Data for this task:
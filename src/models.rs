//! Core data model: documents, chunks, tiers, and ingestion input records

use crate::error::{Error, Result};
use chrono::Utc;
use serde::{Deserialize, Serialize};
use sqlx::FromRow;
use std::str::FromStr;

/// Document processing status
#[derive(Debug, Clone, Copy, PartialEq, Eq, Serialize, Deserialize)]
#[serde(rename_all = "lowercase")]
pub enum DocumentStatus {
    Pending,
    Chunked,
    Indexed,
    Failed,
}

impl std::fmt::Display for DocumentStatus {
    fn fmt(&self, f: &mut std::fmt::Formatter<'_>) -> std::fmt::Result {
        match self {
            DocumentStatus::Pending => write!(f, "pending"),
            DocumentStatus::Chunked => write!(f, "chunked"),
            DocumentStatus::Indexed => write!(f, "indexed"),
            DocumentStatus::Failed => write!(f, "failed"),
        }
    }
}

impl FromStr for DocumentStatus {
    type Err = Error;

    fn from_str(s: &str) -> Result<Self> {
        match s.to_lowercase().as_str() {
            "pending" => Ok(DocumentStatus::Pending),
            "chunked" => Ok(DocumentStatus::Chunked),
            "indexed" => Ok(DocumentStatus::Indexed),
            "failed" => Ok(DocumentStatus::Failed),
            _ => Err(Error::Config(format!("Unknown document status: {}", s))),
        }
    }
}

/// Chunk granularity tier
///
/// The three tiers are parallel chunkings of the same paragraph stream,
/// never a nested tree.
#[derive(Debug, Clone, Copy, PartialEq, Eq, Hash, Serialize, Deserialize)]
#[serde(rename_all = "lowercase")]
pub enum ChunkTier {
    Chapter,
    Section,
    Paragraph,
}

impl ChunkTier {
    /// All tiers, coarsest first
    pub const ALL: [ChunkTier; 3] = [ChunkTier::Chapter, ChunkTier::Section, ChunkTier::Paragraph];
}

impl std::fmt::Display for ChunkTier {
    fn fmt(&self, f: &mut std::fmt::Formatter<'_>) -> std::fmt::Result {
        match self {
            ChunkTier::Chapter => write!(f, "chapter"),
            ChunkTier::Section => write!(f, "section"),
            ChunkTier::Paragraph => write!(f, "paragraph"),
        }
    }
}

impl FromStr for ChunkTier {
    type Err = Error;

    fn from_str(s: &str) -> Result<Self> {
        match s.to_lowercase().as_str() {
            "chapter" => Ok(ChunkTier::Chapter),
            "section" => Ok(ChunkTier::Section),
            "paragraph" => Ok(ChunkTier::Paragraph),
            _ => Err(Error::Config(format!("Unknown chunk tier: {}", s))),
        }
    }
}

/// A stored document
#[derive(Debug, Clone, FromRow, Serialize, Deserialize)]
pub struct Document {
    pub id: i64,
    pub title: String,
    pub author: String,
    pub word_count: i64,
    pub status: String,
    pub created_at: String,
    pub updated_at: String,
}

impl Document {
    pub fn get_status(&self) -> Result<DocumentStatus> {
        self.status.parse()
    }

    pub fn to_ref(&self) -> DocumentRef {
        DocumentRef {
            id: self.id,
            title: self.title.clone(),
            author: self.author.clone(),
        }
    }
}

/// Minimal document identity, used in ambiguity candidate lists
#[derive(Debug, Clone, PartialEq, Eq, Serialize, Deserialize)]
pub struct DocumentRef {
    pub id: i64,
    pub title: String,
    pub author: String,
}

/// A stored chunk
#[derive(Debug, Clone, FromRow, Serialize, Deserialize)]
pub struct Chunk {
    pub id: i64,
    pub document_id: i64,
    pub tier: String,
    pub chapter_number: Option<i64>,
    pub section_number: Option<i64>,
    pub sequence_index: i64,
    pub content: String,
    pub word_count: i64,
    pub char_count: i64,
    pub content_hash: String,
    pub created_at: String,
}

impl Chunk {
    pub fn get_tier(&self) -> Result<ChunkTier> {
        self.tier.parse()
    }
}

/// A chunk produced by the chunker, not yet persisted
#[derive(Debug, Clone, PartialEq)]
pub struct ChunkDraft {
    pub tier: ChunkTier,
    pub chapter_number: Option<i64>,
    pub section_number: Option<i64>,
    pub sequence_index: i64,
    pub content: String,
    pub word_count: usize,
    pub char_count: usize,
    pub content_hash: String,
}

impl ChunkDraft {
    /// Blake3 hash of chunk content, stable across re-ingestion
    pub fn compute_hash(content: &str) -> String {
        blake3::hash(content.as_bytes()).to_hex().to_string()
    }
}

/// One paragraph of ingestion input, as produced by the extraction collaborator
#[derive(Debug, Clone, PartialEq, Serialize, Deserialize)]
pub struct ParagraphRecord {
    pub chapter_number: Option<i64>,
    pub section_number: Option<i64>,
    pub text: String,
}

impl ParagraphRecord {
    pub fn new(
        chapter_number: Option<i64>,
        section_number: Option<i64>,
        text: impl Into<String>,
    ) -> Self {
        Self {
            chapter_number,
            section_number,
            text: text.into(),
        }
    }
}

/// A document identity plus its ordered paragraph stream, ready to ingest
#[derive(Debug, Clone, Serialize, Deserialize)]
pub struct RawDocument {
    pub title: String,
    pub author: String,
    pub paragraphs: Vec<ParagraphRecord>,
}

/// Current RFC 3339 timestamp, the storage format for all time columns
pub fn now_rfc3339() -> String {
    Utc::now().to_rfc3339()
}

What needs to be done:
Look through the entries above; copy each line where the string "input" appears.

Answer area:
//! Core data model: documents, chunks, tiers, and ingestion input records
/// One paragraph of ingestion input, as produced by the extraction collaborator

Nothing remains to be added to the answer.